* [Entries taken from a collection]:
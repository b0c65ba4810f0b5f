//! Password authentication and the persisted client session.
//!
//! The identity of the requester is never global: commands load the session
//! file, resolve it against the store, and pass the resulting
//! `RequestContext` into every record operation.

use crate::error::{ApiError, ApiResult};
use crate::record::Record;
use crate::rule::FieldSource;
use crate::store::Database;
use anyhow::{Context, Result};
use argon2::password_hash::{PasswordHash, PasswordHasher, PasswordVerifier, SaltString};
use argon2::Argon2;
use chrono::{DateTime, Utc};
use serde::{Deserialize, Serialize};
use serde_json::Value;
use std::path::Path;
use tracing::{debug, warn};

pub const SESSION_FILE: &str = "session.json";

/// Hash a password into an argon2id PHC string with a fresh random salt
pub fn hash_password(password: &str) -> ApiResult<String> {
    let salt = SaltString::encode_b64(uuid::Uuid::new_v4().as_bytes())
        .map_err(|e| ApiError::Internal(format!("failed to encode password salt: {}", e)))?;
    let hash = Argon2::default()
        .hash_password(password.as_bytes(), &salt)
        .map_err(|e| ApiError::Internal(format!("failed to hash password: {}", e)))?;
    Ok(hash.to_string())
}

/// Check a password against a stored PHC hash; malformed hashes never match
pub fn verify_password(password: &str, encoded: &str) -> bool {
    let Ok(parsed) = PasswordHash::new(encoded) else {
        return false;
    };
    Argon2::default()
        .verify_password(password.as_bytes(), &parsed)
        .is_ok()
}

/// An authenticated auth-collection record
#[derive(Debug, Clone, PartialEq)]
pub struct AuthIdentity {
    record: Record,
}

impl AuthIdentity {
    pub fn new(record: Record) -> Self {
        Self { record }
    }

    pub fn id(&self) -> &str {
        &self.record.id
    }

    pub fn email(&self) -> &str {
        self.record.get_str("email").unwrap_or("")
    }

    pub fn collection_id(&self) -> &str {
        &self.record.collection_id
    }

    pub fn collection_name(&self) -> &str {
        &self.record.collection_name
    }

    pub fn record(&self) -> &Record {
        &self.record
    }
}

impl FieldSource for AuthIdentity {
    fn lookup(&self, name: &str) -> Option<Value> {
        self.record.get(name)
    }
}

/// Who is making a request
#[derive(Debug, Clone, Default, PartialEq)]
pub struct RequestContext {
    pub auth: Option<AuthIdentity>,
    /// Platform administrator; bypasses every access rule
    pub superuser: bool,
}

impl RequestContext {
    pub fn anonymous() -> Self {
        Self::default()
    }

    pub fn superuser() -> Self {
        Self {
            auth: None,
            superuser: true,
        }
    }

    pub fn authenticated(identity: AuthIdentity) -> Self {
        Self {
            auth: Some(identity),
            superuser: false,
        }
    }

    pub fn auth_source(&self) -> Option<&dyn FieldSource> {
        self.auth.as_ref().map(|a| a as &dyn FieldSource)
    }

    /// Short label for logs and audit events
    pub fn actor(&self) -> Option<String> {
        match (&self.auth, self.superuser) {
            (_, true) => Some("superuser".to_string()),
            (Some(a), false) => Some(a.email().to_string()),
            (None, false) => None,
        }
    }
}

/// Verify email and password against an auth collection
pub fn authenticate_with_password(
    db: &Database,
    collection: &str,
    email: &str,
    password: &str,
) -> ApiResult<AuthIdentity> {
    let collection = db.require_collection(collection)?;
    let Some(options) = collection.auth_options() else {
        return Err(ApiError::BadRequest(format!(
            "'{}' is not an auth collection",
            collection.name
        )));
    };
    if !options.allow_email_auth {
        return Err(ApiError::BadRequest(
            "Email/password authentication is not enabled".to_string(),
        ));
    }

    let failed = || ApiError::BadRequest("Failed to authenticate.".to_string());
    let record = db
        .records(&collection.id)
        .iter()
        .find(|r| {
            r.get_str("email")
                .is_some_and(|e| !e.is_empty() && e.eq_ignore_ascii_case(email))
        })
        .ok_or_else(failed)?;
    let hash = record.password_hash.as_deref().ok_or_else(failed)?;
    if !verify_password(password, hash) {
        return Err(failed());
    }
    if options.only_verified && record.get("verified") != Some(Value::Bool(true)) {
        return Err(ApiError::Forbidden(
            "The account is not verified".to_string(),
        ));
    }

    debug!(collection = %collection.name, record_id = %record.id, "authenticated");
    Ok(AuthIdentity::new(record.clone()))
}

/// The client's persisted login
#[derive(Debug, Clone, PartialEq, Serialize, Deserialize)]
pub struct AuthSession {
    pub collection_id: String,
    pub record_id: String,
    pub email: String,
    pub issued_at: DateTime<Utc>,
}

impl AuthSession {
    pub fn new(identity: &AuthIdentity) -> Self {
        Self {
            collection_id: identity.collection_id().to_string(),
            record_id: identity.id().to_string(),
            email: identity.email().to_string(),
            issued_at: Utc::now(),
        }
    }

    pub fn load(path: &Path) -> Result<Option<Self>> {
        if !path.exists() {
            return Ok(None);
        }
        let content = std::fs::read_to_string(path)
            .with_context(|| format!("failed to read {}", path.display()))?;
        let session = serde_json::from_str(&content)
            .with_context(|| format!("failed to parse {}", path.display()))?;
        Ok(Some(session))
    }

    pub fn save(&self, path: &Path) -> Result<()> {
        if let Some(parent) = path.parent() {
            std::fs::create_dir_all(parent)?;
        }
        std::fs::write(path, serde_json::to_string_pretty(self)?)?;
        Ok(())
    }

    /// Delete the session file; returns whether one existed
    pub fn clear(path: &Path) -> Result<bool> {
        match std::fs::remove_file(path) {
            Ok(()) => Ok(true),
            Err(e) if e.kind() == std::io::ErrorKind::NotFound => Ok(false),
            Err(e) => Err(e.into()),
        }
    }

    /// Resolve the session into a request context.
    ///
    /// A session whose record no longer exists is treated as logged out.
    pub fn resolve(&self, db: &Database) -> RequestContext {
        match db.record(&self.collection_id, &self.record_id) {
            Some(record) => RequestContext::authenticated(AuthIdentity::new(record.clone())),
            None => {
                warn!(
                    email = %self.email,
                    record_id = %self.record_id,
                    "session refers to a missing account; continuing unauthenticated"
                );
                RequestContext::anonymous()
            }
        }
    }
}

/// Build the request context for a command
pub fn request_context(db: &Database, session: Option<&AuthSession>, superuser: bool) -> RequestContext {
    let mut ctx = session
        .map(|s| s.resolve(db))
        .unwrap_or_else(RequestContext::anonymous);
    ctx.superuser = superuser;
    ctx
}

#[cfg(test)]
mod tests {
    use super::*;
    use crate::schema::USERS_COLLECTION_ID;
    use crate::store::now_timestamp;
    use serde_json::{json, Map};

    fn user(id: &str, email: &str, password: &str) -> Record {
        let mut data = Map::new();
        data.insert("email".to_string(), json!(email));
        data.insert("isAdmin".to_string(), json!(false));
        Record {
            id: id.to_string(),
            collection_id: USERS_COLLECTION_ID.to_string(),
            collection_name: "users".to_string(),
            created: now_timestamp(),
            updated: now_timestamp(),
            data,
            password_hash: Some(hash_password(password).unwrap()),
        }
    }

    fn db_with_user() -> Database {
        let mut db = Database::new();
        db.insert_record(user("u1", "ana@example.com", "correct horse"))
            .unwrap();
        db
    }

    #[test]
    fn test_hash_format_and_verify() {
        let hash = hash_password("secret123").unwrap();
        assert!(hash.starts_with("$argon2id$"), "{}", hash);
        assert!(verify_password("secret123", &hash));
        assert!(!verify_password("secret124", &hash));
        assert_ne!(hash_password("secret123").unwrap(), hash);
    }

    #[test]
    fn test_verify_rejects_malformed() {
        assert!(!verify_password("x", ""));
        assert!(!verify_password("x", "md5$1$AAAA$00"));
        assert!(!verify_password("x", "sha256$10000$AAAA$00"));
    }

    #[test]
    fn test_authenticate() {
        let db = db_with_user();
        let identity =
            authenticate_with_password(&db, "users", "ANA@example.com", "correct horse").unwrap();
        assert_eq!(identity.id(), "u1");
        assert_eq!(identity.lookup("isAdmin"), Some(json!(false)));
        assert_eq!(identity.lookup("collectionName"), Some(json!("users")));

        assert!(matches!(
            authenticate_with_password(&db, "users", "ana@example.com", "wrong"),
            Err(ApiError::BadRequest(_))
        ));
        assert!(authenticate_with_password(&db, "users", "bo@example.com", "x").is_err());
    }

    #[test]
    fn test_session_roundtrip_and_resolve() {
        let dir = tempfile::tempdir().unwrap();
        let path = dir.path().join(SESSION_FILE);
        let mut db = db_with_user();
        let identity = authenticate_with_password(&db, "users", "ana@example.com", "correct horse")
            .unwrap();

        assert!(AuthSession::load(&path).unwrap().is_none());
        let session = AuthSession::new(&identity);
        session.save(&path).unwrap();
        let loaded = AuthSession::load(&path).unwrap().unwrap();
        assert_eq!(loaded, session);

        let ctx = request_context(&db, Some(&loaded), false);
        assert_eq!(ctx.auth.as_ref().map(|a| a.id()), Some("u1"));
        assert_eq!(ctx.actor().as_deref(), Some("ana@example.com"));

        db.remove_record(USERS_COLLECTION_ID, "u1");
        let ctx = request_context(&db, Some(&loaded), false);
        assert!(ctx.auth.is_none());

        assert!(AuthSession::clear(&path).unwrap());
        assert!(!AuthSession::clear(&path).unwrap());
    }

    #[test]
    fn test_session_identifies_by_record() {
        let dir = tempfile::tempdir().unwrap();
        let path = dir.path().join(SESSION_FILE);
        std::fs::write(
            &path,
            r#"{"collection_id":"_pb_users_auth_","record_id":"u1","email":"ana@example.com","token":"stale","issued_at":"2025-10-20T19:15:14Z"}"#,
        )
        .unwrap();
        let session = AuthSession::load(&path).unwrap().unwrap();
        let ctx = session.resolve(&db_with_user());
        assert_eq!(ctx.auth.as_ref().map(|a| a.id()), Some("u1"));

        session.save(&path).unwrap();
        assert!(!std::fs::read_to_string(&path).unwrap().contains("token"));
    }

    #[test]
    fn test_superuser_context() {
        let ctx = request_context(&Database::new(), None, true);
        assert!(ctx.superuser);
        assert!(ctx.auth_source().is_none());
        assert_eq!(ctx.actor().as_deref(), Some("superuser"));
    }
}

* [WORK REQUEST]: Each line holding the word "ApiError" must be copied from the data.

* [TASK OUTPUT]:
use crate::error::{ApiError, ApiResult};
        .map_err(|e| ApiError::Internal(format!("failed to encode password salt: {}", e)))?;
        .map_err(|e| ApiError::Internal(format!("failed to hash password: {}", e)))?;
        return Err(ApiError::BadRequest(format!(
        return Err(ApiError::BadRequest(
    let failed = || ApiError::BadRequest("Failed to authenticate.".to_string());
        return Err(ApiError::Forbidden(
            Err(ApiError::BadRequest(_))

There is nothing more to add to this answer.